Healthcare Infection Control
Antimicrobial resistance (AMR) poses a serious global threat of growing concern to human, animal, and environment health. This is due to the emergence, spread, and persistence of multidrug-resistant (MDR) bacteria or “superbugs.”5 MDR bacteria exist across the animal, human, and environment triangle or niche and there is interlinked sharing of these pathogens in this triad. The plausible causes of “the global resistome” or AMR include excessive use
of antibiotics in animals (food, pets, aquatic) and humans, antibiotics sold over-the-counter, increased international travel, poor sanitation/hygiene, and release of nonmetabolized antibiotics or their residues into the environment through manure/feces. These factors contribute to genetic selection pressure for the emergence of MDR bacterial infections in the community. Recently, the global consumption of antimicrobials in livestock has indicated the hotspots of antibiotics use across the continents that will have economic and public health impacts in the years to come. In food animals, antibiotics are commonly used in cattle, chicken, and pigs and it is projected that in 2030 such use will increase up to 67% in the most populated countries of the world.
2019 AR Threats Report
CDC’s Antibiotic Resistance Threats in the United States, 2019 (2019 AR Threats Report) includes the latest national death and infection estimates that underscore the continued threat of antibiotic resistance in the U.S.
According to the report, more than 2.8 million antibiotic-resistant infections occur in the U.S. each year, and more than 35,000 people die as a result. In addition, 223,900 cases of Clostridioides difficile occurred in 2017 and at least 12,800 people died.

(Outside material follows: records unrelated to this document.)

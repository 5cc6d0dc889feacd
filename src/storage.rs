// src/storage.rs

use crate::config::StorageConfig;
use crate::error::StorageError;
use serde::{Deserialize, Serialize};
use tracing::{debug, instrument};
use url::Url;

/// Checks that `path` lives under the caller's own `{user_id}/` prefix.
pub fn ensure_owned_path(user_id: &str, path: &str) -> Result<(), StorageError> {
    let prefix = format!("{user_id}/");
    if !path.starts_with(&prefix) || path.len() == prefix.len() {
        return Err(StorageError::ForeignPath(user_id.to_string()));
    }
    // `Url` collapses dot segments when the endpoint is built.
    if path.split('/').any(|segment| segment == "." || segment == "..") {
        return Err(StorageError::PathTraversal);
    }
    Ok(())
}

/// Bucket names are limited to ASCII letters, digits, `-` and `_`.
pub fn ensure_valid_bucket(bucket: &str) -> Result<(), StorageError> {
    let valid = !bucket.is_empty()
        && bucket.chars().all(|c| c.is_ascii_alphanumeric() || c == '-' || c == '_');
    if valid {
        Ok(())
    } else {
        Err(StorageError::InvalidBucket(bucket.to_string()))
    }
}

/// A one-shot upload URL issued by the object store.
#[derive(Debug, Clone, PartialEq, Serialize)]
pub struct SignedUpload {
    pub bucket: String,
    pub path: String,
    pub signed_url: String,
    pub token: Option<String>,
}

#[derive(Deserialize)]
struct SignResponse {
    url: Option<String>,
}

/// Client for the storage API of the backing project.
#[derive(Clone)]
pub struct ObjectStorage {
    http_client: reqwest::Client,
    config: StorageConfig,
}

impl ObjectStorage {
    pub fn new(http_client: reqwest::Client, config: StorageConfig) -> Self {
        Self { http_client, config }
    }

    fn api_base(&self) -> String {
        format!("{}/storage/v1", self.config.project_url.as_str().trim_end_matches('/'))
    }

    fn sign_endpoint(&self, bucket: &str, path: &str) -> Result<Url, StorageError> {
        ensure_valid_bucket(bucket)?;
        let mut url = self.config.project_url.clone();
        url.path_segments_mut()
            .map_err(|_| StorageError::NotConfigured("SUPABASE_URL cannot be a base URL".to_string()))?
            .pop_if_empty()
            .extend(["storage", "v1", "object", "upload", "sign", bucket])
            .extend(path.split('/'));
        Ok(url)
    }

    /// Asks the object store for a signed upload URL for `bucket/path`.
    ///
    /// The caller is responsible for checking path ownership first.
    #[instrument(skip(self), err)]
    pub async fn create_signed_upload(&self, bucket: &str, path: &str) -> Result<SignedUpload, StorageError> {
        let endpoint = self.sign_endpoint(bucket, path)?;
        let response = self
            .http_client
            .post(endpoint)
            .bearer_auth(&self.config.service_role_key)
            .header("apikey", &self.config.service_role_key)
            .json(&serde_json::json!({}))
            .send()
            .await?;

        let status = response.status();
        if !status.is_success() {
            let body = response.text().await.unwrap_or_default();
            return Err(StorageError::Status { status: status.as_u16(), body });
        }

        let relative = response
            .json::<SignResponse>()
            .await?
            .url
            .filter(|u| !u.is_empty())
            .ok_or(StorageError::MissingSignedUrl)?;

        let signed_url = format!("{}{}", self.api_base(), relative);
        let token = Url::parse(&signed_url)
            .map_err(|_| StorageError::MissingSignedUrl)?
            .query_pairs()
            .find(|(key, _)| key == "token")
            .map(|(_, value)| value.into_owned());

        debug!(bucket, path, has_token = token.is_some(), "Signed upload URL issued");
        Ok(SignedUpload {
            bucket: bucket.to_string(),
            path: path.to_string(),
            signed_url,
            token,
        })
    }
}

Dedicated prevention and infection control efforts in the U.S. are working to reduce the number of infections and deaths caused by antibiotic-resistant germs, but the number of people facing antibiotic resistance is still too high. More action is needed to fully protect people.
CDC is concerned about rising resistant infections in the community, which can put more people at risk, make spread more difficult to identify and contain, and threaten the progress made to protect patients in healthcare. The emergence and spread of new forms of resistance remains a concern.
The report lists 18 antibiotic- resistant bacteria and fungi into three categories based on level of concern to human health—urgent, serious, and concerning— and highlights:
• Estimated infections and deaths since the 2013 report
• Aggressive actions taken
• Gaps slowing progress
The report also includes a Watch List with three threats that have not spread resistance widely in the U.S. but could become common without a continued aggressive approach.